Through intentional collaboration, I found the innovative educators who have taken on the challenge of personalizing learning in schools to create a new learning paradigm.

As a child, Stacey Wang had to choose whether or not she wanted to engage in school. Because Stacey experienced some health challenges given her premature birth, her family had limited expectations for what she might aspire to. But when her mother moved her family from Los Angeles to Taiwan, Stacey’s life changed.

There, she was challenged to choose how she wanted to approach life -- and if she wanted to continue being nonchalant or instead, to engage in learning and build relationships. When she chose the latter and persevered in education, Stacey realized she could be in control of her happiness.

Now, as Advisor to the Superintendent for the Oakland Unified School District (OUSD) in California, Stacey sees personalized learning and student agency as the answer to achieving equitable learning outcomes for all students.

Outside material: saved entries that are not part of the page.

//! Error taxonomy for the stability core
//!
//! Two failure classes, both caller bugs surfaced immediately:
//! - [`SimError::InvalidSelection`] – a categorical label does not name
//!   one of the enumerated variants
//! - [`SimError::OutOfRange`] – a numeric input is outside its documented
//!   domain
//!
//! The core never recovers or retries; either a full report is produced
//! or nothing is

use thiserror::Error;

#[derive(Error, Debug)]
pub enum SimError {
    #[error("unknown {kind} `{label}`")]
    InvalidSelection { label: String, kind: &'static str },

    #[error("{name} = {value} outside [{min}, {max}]")]
    OutOfRange {
        name: &'static str,
        value: f64,
        min: f64,
        max: f64,
    },
}

pub type Result<T> = std::result::Result<T, SimError>;
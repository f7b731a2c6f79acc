//! Physical constants for the stability evaluation
//!
//! `Constants` holds the fixed environment values:
//! - air and water density,
//! - gravitational acceleration
//!
//! Scenario files may override them; `Default` gives the standard values

#[derive(Debug, Clone)]
pub struct Constants {
    pub air_density: f64,   // kg/m^3
    pub water_density: f64, // kg/m^3
    pub g: f64,             // m/s^2
}

impl Default for Constants {
    fn default() -> Self {
        Self {
            air_density: 1.225,
            water_density: 1000.0,
            g: 9.8,
        }
    }
}
//! Simulation driver.
//!
//! [`Simulator`] owns a [`Cpu`] and runs it cycle by cycle until HALT
//! retires, the pipeline drains, a cycle limit is reached, or a
//! [`StepControl`] asks to quit.

use std::path::Path;

use tracing::{debug, info};

use crate::common::SimError;
use crate::config::Config;
use crate::core::Cpu;
use crate::stats::SimStats;

/// Program loading from text and files.
pub mod loader;

/// Sequential reference interpreter.
pub mod reference;

/// Observable machine state and its text dump.
pub mod snapshot;

pub use snapshot::Snapshot;

/// Decision taken before each cycle.
#[derive(Clone, Copy, Debug, PartialEq, Eq)]
pub enum Control {
    Continue,
    Quit,
}

/// Hook consulted by [`Simulator::run_with`] before every cycle.
pub trait StepControl {
    fn before_cycle(&mut self, cpu: &Cpu) -> Control;
}

/// Runs without pausing.
#[derive(Clone, Copy, Debug, Default)]
pub struct FreeRun;

impl StepControl for FreeRun {
    fn before_cycle(&mut self, _cpu: &Cpu) -> Control {
        Control::Continue
    }
}

/// Why a run ended.
#[derive(Clone, Copy, Debug, PartialEq, Eq)]
pub enum StopReason {
    /// HALT retired.
    Halted,
    /// The cycle counter reached the requested limit.
    CycleLimit,
    /// The step controller asked to stop.
    Quit,
    /// No instruction in flight and nothing left to fetch.
    Drained,
}

/// Summary of a finished run.
#[derive(Clone, Copy, Debug, PartialEq, Eq)]
pub struct RunOutcome {
    pub reason: StopReason,
    pub cycles: u64,
    pub instructions: u64,
}

/// Cycle driver around one CPU.
pub struct Simulator {
    pub cpu: Cpu,
}

impl Simulator {
    /// Loads a program file and builds a CPU in its reset state.
    ///
    /// # Returns
    ///
    /// `Config` for an invalid configuration, `SourceUnavailable` if the
    /// file cannot be read, `Parse`, `EmptyProgram` or `CodeRange` if it
    /// holds no program that fits in code memory.
    pub fn initialize(path: impl AsRef<Path>, config: &Config) -> Result<Self, SimError> {
        config.validate()?;
        let code = loader::load_program(path.as_ref(), config.general.code_base)?;
        Ok(Self::with_cpu(Cpu::new(code, config)))
    }

    /// Builds a simulator from program text.
    pub fn from_source(text: &str, config: &Config) -> Result<Self, SimError> {
        config.validate()?;
        let code = loader::build_code(text, config.general.code_base)?;
        Ok(Self::with_cpu(Cpu::new(code, config)))
    }

    fn with_cpu(cpu: Cpu) -> Self {
        info!(
            hazards = cpu.hazards.name(),
            btb_entries = cpu.btb.entries().len(),
            "simulator initialized"
        );
        Self { cpu }
    }

    /// Runs until the absolute cycle counter reaches `max_cycles`.
    pub fn run(&mut self, max_cycles: u64) -> Result<RunOutcome, SimError> {
        self.run_with(max_cycles, &mut FreeRun)
    }

    /// Runs with `control` consulted before every cycle.
    ///
    /// Calling it again after a `CycleLimit` or `Quit` resumes the run.
    ///
    /// # Returns
    ///
    /// The stop reason with the cycle and retired counts, or the first
    /// fault raised by the pipeline.
    pub fn run_with(
        &mut self,
        max_cycles: u64,
        control: &mut dyn StepControl,
    ) -> Result<RunOutcome, SimError> {
        let reason = loop {
            if self.cpu.halted {
                break StopReason::Halted;
            }
            if self.cpu.is_drained() {
                break StopReason::Drained;
            }
            if self.cpu.stats.cycles >= max_cycles {
                break StopReason::CycleLimit;
            }
            if control.before_cycle(&self.cpu) == Control::Quit {
                break StopReason::Quit;
            }
            self.cpu.tick()?;
        };
        let outcome = RunOutcome {
            reason,
            cycles: self.cpu.stats.cycles,
            instructions: self.cpu.stats.instructions_retired,
        };
        debug!(?outcome, "run stopped");
        Ok(outcome)
    }

    /// Captures the current machine state.
    pub fn snapshot(&self) -> Snapshot {
        Snapshot::capture(&self.cpu)
    }

    /// Releases the simulator, returning its final statistics.
    pub fn stop(self) -> SimStats {
        self.cpu.stats
    }
}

At OUSD, Stacey partners with schools to design what an ideal student day at school could look like, including what the student would learn and feel. Then, with a clear student-centered vision, the schools can “backwards map” how every adult would operate to support this dream. As Stacey describes, her work is not about a top-down approach – it is about giving educators the time and space to do what is best for, and with, students and families.

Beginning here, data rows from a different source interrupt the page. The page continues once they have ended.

//! Memory (MEM) Stage.
//!
//! Performs the data memory access of loads and stores. Every other
//! instruction passes through unchanged.

use tracing::trace;

use crate::common::SimError;
use crate::core::arch::memory::OutOfBounds;
use crate::core::pipeline::latches::{Latch, Latches};
use crate::core::pipeline::signals::CycleSignals;
use crate::core::Cpu;
use crate::isa::Instruction;

/// Executes the memory stage.
///
/// # Arguments
///
/// * `cpu` - Mutable reference to the CPU state.
/// * `next` - Latch set being built for the next cycle.
/// * `signals` - This cycle's control signals; receives the bypass value.
///
/// # Returns
///
/// `MemoryFault` if the effective address lies outside data memory.
pub fn mem_stage(
    cpu: &mut Cpu,
    next: &mut Latches,
    signals: &mut CycleSignals,
) -> Result<(), SimError> {
    let Some(mut mem) = cpu.latches.memory.entry else {
        return Ok(());
    };
    let pc = mem.pc;
    let fault = |e: OutOfBounds| SimError::MemoryFault {
        pc,
        address: e.address,
        access: e.access,
    };

    match mem.insn {
        Instruction::Load { .. } => {
            mem.result = cpu.memory.read(mem.mem_address).map_err(fault)?;
            mem.result_ready = true;
            trace!(pc, addr = mem.mem_address, value = mem.result, "MEM load");
        }
        Instruction::Store { .. } => {
            cpu.memory
                .write(mem.mem_address, mem.rs1_value)
                .map_err(fault)?;
            trace!(pc, addr = mem.mem_address, value = mem.rs1_value, "MEM store");
        }
        _ => {}
    }

    signals.memory_out = Some(mem);
    next.writeback = Latch::holding(mem);
    Ok(())
}
//! Program Loader.
//!
//! Reads APEX program text from disk and builds the instruction store the
//! CPU fetches from.

use std::fs;
use std::path::Path;

use tracing::info;

use crate::common::SimError;
use crate::isa::parser::parse_program;
use crate::isa::CodeMemory;

/// Reads a program file.
///
/// # Returns
///
/// The file contents, or `SourceUnavailable` if it cannot be read.
pub fn read_source(path: &Path) -> Result<String, SimError> {
    fs::read_to_string(path).map_err(|e| SimError::SourceUnavailable {
        path: path.to_path_buf(),
        reason: e.to_string(),
    })
}

/// Parses program text into code memory starting at `base`.
///
/// # Returns
///
/// `Parse` for malformed lines, `EmptyProgram` if no line holds an
/// instruction.
pub fn build_code(text: &str, base: u32) -> Result<CodeMemory, SimError> {
    let insns = parse_program(text)?;
    CodeMemory::new(base, insns)
}

/// Loads a program file into code memory starting at `base`.
pub fn load_program(path: &Path, base: u32) -> Result<CodeMemory, SimError> {
    let text = read_source(path)?;
    let code = build_code(&text, base)?;
    info!(
        path = %path.display(),
        instructions = code.len(),
        base,
        "program loaded"
    );
    Ok(code)
}
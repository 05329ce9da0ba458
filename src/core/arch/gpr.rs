//! APEX General-Purpose Register File.
//!
//! Thirty-two signed 32-bit registers, R0-R31. Unlike many RISC machines,
//! R0 is an ordinary register and may be written.

use crate::isa::instruction::NUM_REGS;

/// General-Purpose Register file.
#[derive(Clone, Debug, Default, PartialEq, Eq)]
pub struct Gpr {
    regs: [i32; NUM_REGS],
}

impl Gpr {
    /// Creates a register file with every register cleared.
    pub fn new() -> Self {
        Self::default()
    }

    /// Reads a register.
    ///
    /// # Arguments
    ///
    /// * `idx` - Register index (0-31)
    pub fn read(&self, idx: usize) -> i32 {
        self.regs[idx]
    }

    /// Writes a register.
    ///
    /// # Arguments
    ///
    /// * `idx` - Register index (0-31)
    /// * `val` - The value to write
    pub fn write(&mut self, idx: usize, val: i32) {
        self.regs[idx] = val;
    }

    /// All register values, R0 first.
    pub fn values(&self) -> &[i32; NUM_REGS] {
        &self.regs
    }

    /// Formats the register file four registers per line.
    pub fn dump(&self) -> String {
        let mut out = String::new();
        for i in (0..NUM_REGS).step_by(4) {
            for j in i..i + 4 {
                out.push_str(&format!("R{:<2}={:<11} ", j, self.regs[j]));
            }
            out.push('\n');
        }
        out
    }
}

In her role, Stacey is leading work to empower educators, which includes redesigning systems and mindsets to support innovation; creating a movement around innovation; and increasing educator capacity to innovate and disseminate successful ideas.

While her work is still in its early stages, Stacey has created results that include:

  • Collaborating with district departments and nonprofits across the city to co-host 30 events that reached over 300 educators representing 50 schools and provided educators with various entry points into personalized learning –  including competency-based learning workshops, equity talks, school visits, and more.

  • Leading 26 schools to apply for grant funding, which resulted in 10 schools being awarded over $3 million in grants to support their design and implementation of personalized learning.

  • Co-launching six personalized learning schools that will collectively serve over 3,000 public school students, more than 70% of whom are anticipated to qualify for free or reduced-price lunch - some of these are already seeing positive shifts in student engagement and academics .

  • Leading another 20 schools to explore blended learning to increase data-driven instruction and “techquity.”